*** Stored data ***

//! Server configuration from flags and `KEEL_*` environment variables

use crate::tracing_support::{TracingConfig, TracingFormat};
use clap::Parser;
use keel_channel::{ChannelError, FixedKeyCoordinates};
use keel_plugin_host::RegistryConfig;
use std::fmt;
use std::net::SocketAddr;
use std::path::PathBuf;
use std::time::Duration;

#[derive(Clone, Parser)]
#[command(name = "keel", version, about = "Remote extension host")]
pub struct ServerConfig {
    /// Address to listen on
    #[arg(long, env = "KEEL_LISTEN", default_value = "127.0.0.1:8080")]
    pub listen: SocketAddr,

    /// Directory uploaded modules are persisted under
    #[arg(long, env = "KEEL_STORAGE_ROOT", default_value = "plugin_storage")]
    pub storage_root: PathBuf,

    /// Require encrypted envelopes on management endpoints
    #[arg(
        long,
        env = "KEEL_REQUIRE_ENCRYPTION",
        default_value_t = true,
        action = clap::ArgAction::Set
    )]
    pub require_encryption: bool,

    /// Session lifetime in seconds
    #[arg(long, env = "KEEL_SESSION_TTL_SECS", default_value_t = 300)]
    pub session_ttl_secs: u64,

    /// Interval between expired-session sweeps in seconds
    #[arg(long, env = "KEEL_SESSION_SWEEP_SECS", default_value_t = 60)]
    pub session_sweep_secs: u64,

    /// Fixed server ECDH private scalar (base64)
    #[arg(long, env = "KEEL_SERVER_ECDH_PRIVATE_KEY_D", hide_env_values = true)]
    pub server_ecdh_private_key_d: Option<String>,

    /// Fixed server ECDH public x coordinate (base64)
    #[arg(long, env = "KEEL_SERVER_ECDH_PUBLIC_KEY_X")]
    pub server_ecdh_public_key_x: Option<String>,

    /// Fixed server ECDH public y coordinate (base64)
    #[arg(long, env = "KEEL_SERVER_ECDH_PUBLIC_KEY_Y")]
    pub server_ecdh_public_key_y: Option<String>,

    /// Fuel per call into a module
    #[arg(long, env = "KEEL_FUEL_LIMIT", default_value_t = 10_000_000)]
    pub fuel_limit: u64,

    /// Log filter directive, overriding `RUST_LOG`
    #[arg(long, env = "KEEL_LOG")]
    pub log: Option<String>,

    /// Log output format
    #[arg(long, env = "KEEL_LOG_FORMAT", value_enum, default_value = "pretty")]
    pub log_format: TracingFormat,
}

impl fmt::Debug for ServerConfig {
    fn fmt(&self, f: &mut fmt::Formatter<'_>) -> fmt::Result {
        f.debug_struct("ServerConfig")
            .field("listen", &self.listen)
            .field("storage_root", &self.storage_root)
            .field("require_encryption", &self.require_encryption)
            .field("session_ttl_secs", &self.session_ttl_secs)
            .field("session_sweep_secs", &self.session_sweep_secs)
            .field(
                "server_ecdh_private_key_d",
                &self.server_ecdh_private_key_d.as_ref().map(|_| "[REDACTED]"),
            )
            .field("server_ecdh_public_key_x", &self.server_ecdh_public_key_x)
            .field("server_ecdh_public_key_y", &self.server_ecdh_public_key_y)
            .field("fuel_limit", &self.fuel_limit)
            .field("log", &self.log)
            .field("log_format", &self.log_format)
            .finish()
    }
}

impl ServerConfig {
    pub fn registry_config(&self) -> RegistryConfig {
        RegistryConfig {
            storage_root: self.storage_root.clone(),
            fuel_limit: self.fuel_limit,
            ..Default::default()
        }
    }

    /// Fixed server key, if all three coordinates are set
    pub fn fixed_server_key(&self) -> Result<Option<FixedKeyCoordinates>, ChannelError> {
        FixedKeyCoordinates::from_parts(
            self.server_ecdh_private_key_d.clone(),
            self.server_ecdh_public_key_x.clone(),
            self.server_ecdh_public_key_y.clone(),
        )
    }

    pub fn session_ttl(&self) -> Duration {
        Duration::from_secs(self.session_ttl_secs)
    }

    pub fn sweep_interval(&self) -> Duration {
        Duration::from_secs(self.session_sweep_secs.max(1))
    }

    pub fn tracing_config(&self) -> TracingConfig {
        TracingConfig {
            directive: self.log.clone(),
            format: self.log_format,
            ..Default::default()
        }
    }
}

*** End of Stored data ***
*** Stored data ***

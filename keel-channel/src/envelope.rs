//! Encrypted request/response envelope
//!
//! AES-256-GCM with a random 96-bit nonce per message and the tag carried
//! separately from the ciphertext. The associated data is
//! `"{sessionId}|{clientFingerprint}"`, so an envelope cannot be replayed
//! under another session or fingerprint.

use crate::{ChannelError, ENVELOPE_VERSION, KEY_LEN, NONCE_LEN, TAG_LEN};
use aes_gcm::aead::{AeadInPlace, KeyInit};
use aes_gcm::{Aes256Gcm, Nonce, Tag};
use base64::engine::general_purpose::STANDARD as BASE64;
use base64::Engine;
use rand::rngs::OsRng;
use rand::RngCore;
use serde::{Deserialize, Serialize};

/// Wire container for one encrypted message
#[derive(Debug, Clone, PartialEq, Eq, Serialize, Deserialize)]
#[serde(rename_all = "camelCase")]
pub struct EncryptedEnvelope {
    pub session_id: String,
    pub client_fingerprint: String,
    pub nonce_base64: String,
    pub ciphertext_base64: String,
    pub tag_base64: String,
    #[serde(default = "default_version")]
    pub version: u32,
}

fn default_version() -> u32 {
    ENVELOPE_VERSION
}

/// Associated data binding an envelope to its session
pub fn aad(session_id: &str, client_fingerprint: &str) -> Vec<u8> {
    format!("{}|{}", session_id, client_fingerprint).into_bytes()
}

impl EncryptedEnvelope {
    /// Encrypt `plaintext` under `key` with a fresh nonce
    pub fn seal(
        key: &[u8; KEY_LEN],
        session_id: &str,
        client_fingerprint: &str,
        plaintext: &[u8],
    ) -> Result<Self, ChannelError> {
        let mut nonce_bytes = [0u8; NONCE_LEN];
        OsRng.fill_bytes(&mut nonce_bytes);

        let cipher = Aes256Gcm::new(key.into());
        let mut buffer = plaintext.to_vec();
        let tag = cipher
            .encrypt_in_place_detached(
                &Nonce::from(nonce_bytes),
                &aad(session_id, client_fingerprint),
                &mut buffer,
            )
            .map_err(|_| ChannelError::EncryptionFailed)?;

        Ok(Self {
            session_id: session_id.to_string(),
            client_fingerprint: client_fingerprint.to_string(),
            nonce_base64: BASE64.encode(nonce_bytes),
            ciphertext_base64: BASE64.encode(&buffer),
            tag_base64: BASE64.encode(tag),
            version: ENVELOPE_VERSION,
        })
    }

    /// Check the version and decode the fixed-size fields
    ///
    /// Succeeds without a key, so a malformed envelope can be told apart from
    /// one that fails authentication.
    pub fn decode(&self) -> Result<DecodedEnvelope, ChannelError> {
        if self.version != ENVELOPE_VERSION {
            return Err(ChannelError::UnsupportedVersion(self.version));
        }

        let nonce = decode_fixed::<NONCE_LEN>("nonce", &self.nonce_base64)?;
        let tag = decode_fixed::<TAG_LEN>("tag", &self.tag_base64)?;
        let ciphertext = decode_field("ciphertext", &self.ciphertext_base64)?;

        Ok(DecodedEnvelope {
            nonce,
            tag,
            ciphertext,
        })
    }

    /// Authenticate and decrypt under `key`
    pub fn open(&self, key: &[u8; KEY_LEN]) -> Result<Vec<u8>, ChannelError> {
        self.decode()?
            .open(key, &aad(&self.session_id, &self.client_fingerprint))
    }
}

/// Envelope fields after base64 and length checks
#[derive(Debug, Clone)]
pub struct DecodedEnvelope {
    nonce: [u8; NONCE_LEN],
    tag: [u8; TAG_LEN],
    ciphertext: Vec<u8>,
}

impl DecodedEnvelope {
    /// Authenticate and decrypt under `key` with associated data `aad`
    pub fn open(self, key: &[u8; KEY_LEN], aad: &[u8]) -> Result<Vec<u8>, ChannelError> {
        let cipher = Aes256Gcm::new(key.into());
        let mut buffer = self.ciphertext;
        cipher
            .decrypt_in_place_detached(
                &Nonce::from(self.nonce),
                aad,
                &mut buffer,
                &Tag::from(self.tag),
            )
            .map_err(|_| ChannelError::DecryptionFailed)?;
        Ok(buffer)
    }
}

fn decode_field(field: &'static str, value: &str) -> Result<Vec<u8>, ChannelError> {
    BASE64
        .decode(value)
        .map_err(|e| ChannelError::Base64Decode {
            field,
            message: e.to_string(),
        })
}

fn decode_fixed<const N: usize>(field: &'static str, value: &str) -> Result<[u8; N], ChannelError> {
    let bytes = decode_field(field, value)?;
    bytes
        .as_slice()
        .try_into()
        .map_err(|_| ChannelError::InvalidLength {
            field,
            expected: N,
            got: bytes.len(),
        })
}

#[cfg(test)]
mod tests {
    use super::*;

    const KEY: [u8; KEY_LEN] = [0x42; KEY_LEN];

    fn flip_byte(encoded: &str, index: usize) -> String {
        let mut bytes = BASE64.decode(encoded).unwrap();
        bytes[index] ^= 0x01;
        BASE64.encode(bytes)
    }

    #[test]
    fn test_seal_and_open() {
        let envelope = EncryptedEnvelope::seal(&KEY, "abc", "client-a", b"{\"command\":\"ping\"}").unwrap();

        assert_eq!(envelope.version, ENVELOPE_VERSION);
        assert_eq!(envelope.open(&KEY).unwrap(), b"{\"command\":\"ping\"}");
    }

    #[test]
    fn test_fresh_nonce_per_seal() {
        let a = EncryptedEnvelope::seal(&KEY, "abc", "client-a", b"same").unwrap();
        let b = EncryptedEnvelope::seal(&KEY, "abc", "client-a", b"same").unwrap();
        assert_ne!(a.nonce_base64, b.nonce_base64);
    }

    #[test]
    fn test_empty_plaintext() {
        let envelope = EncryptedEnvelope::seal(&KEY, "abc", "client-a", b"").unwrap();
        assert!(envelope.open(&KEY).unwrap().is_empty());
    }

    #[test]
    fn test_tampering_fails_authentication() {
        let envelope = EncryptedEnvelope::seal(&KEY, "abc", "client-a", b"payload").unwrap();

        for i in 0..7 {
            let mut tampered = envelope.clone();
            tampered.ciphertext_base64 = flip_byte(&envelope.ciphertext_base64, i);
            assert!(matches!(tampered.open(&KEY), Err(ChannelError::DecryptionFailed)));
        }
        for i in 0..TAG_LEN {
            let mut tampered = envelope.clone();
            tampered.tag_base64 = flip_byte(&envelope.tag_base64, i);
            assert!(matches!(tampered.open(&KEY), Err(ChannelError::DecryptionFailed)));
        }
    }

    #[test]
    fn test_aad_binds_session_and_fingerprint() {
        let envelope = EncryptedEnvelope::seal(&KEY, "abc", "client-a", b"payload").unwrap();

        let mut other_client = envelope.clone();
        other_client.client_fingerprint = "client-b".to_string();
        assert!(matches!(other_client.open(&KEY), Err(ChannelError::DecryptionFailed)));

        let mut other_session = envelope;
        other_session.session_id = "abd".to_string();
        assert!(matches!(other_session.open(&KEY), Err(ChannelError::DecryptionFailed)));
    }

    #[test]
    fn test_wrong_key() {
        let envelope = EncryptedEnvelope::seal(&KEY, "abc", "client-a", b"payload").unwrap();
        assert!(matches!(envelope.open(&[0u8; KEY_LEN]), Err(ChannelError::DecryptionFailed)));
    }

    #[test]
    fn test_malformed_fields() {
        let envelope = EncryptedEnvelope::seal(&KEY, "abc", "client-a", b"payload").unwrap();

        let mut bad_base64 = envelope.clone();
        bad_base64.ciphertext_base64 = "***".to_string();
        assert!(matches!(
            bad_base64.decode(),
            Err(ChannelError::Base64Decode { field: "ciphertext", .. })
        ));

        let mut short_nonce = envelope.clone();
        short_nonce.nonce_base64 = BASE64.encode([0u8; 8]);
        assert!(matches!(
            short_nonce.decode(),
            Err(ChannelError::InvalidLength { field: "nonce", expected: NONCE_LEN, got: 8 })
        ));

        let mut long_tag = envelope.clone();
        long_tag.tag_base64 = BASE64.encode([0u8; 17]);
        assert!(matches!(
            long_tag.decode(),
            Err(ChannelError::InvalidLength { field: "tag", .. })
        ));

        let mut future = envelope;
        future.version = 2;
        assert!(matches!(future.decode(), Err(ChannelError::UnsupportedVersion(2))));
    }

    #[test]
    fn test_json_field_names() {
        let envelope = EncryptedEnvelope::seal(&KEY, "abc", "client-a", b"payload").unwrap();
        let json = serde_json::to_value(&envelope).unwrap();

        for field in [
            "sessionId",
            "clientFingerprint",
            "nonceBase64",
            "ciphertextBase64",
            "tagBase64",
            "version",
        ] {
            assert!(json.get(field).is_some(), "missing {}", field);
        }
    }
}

*** End of Stored data ***

— Task prompt —
Tell how many lines of the listing above contain "Parser", giving the number alone.

— Result of the task —
2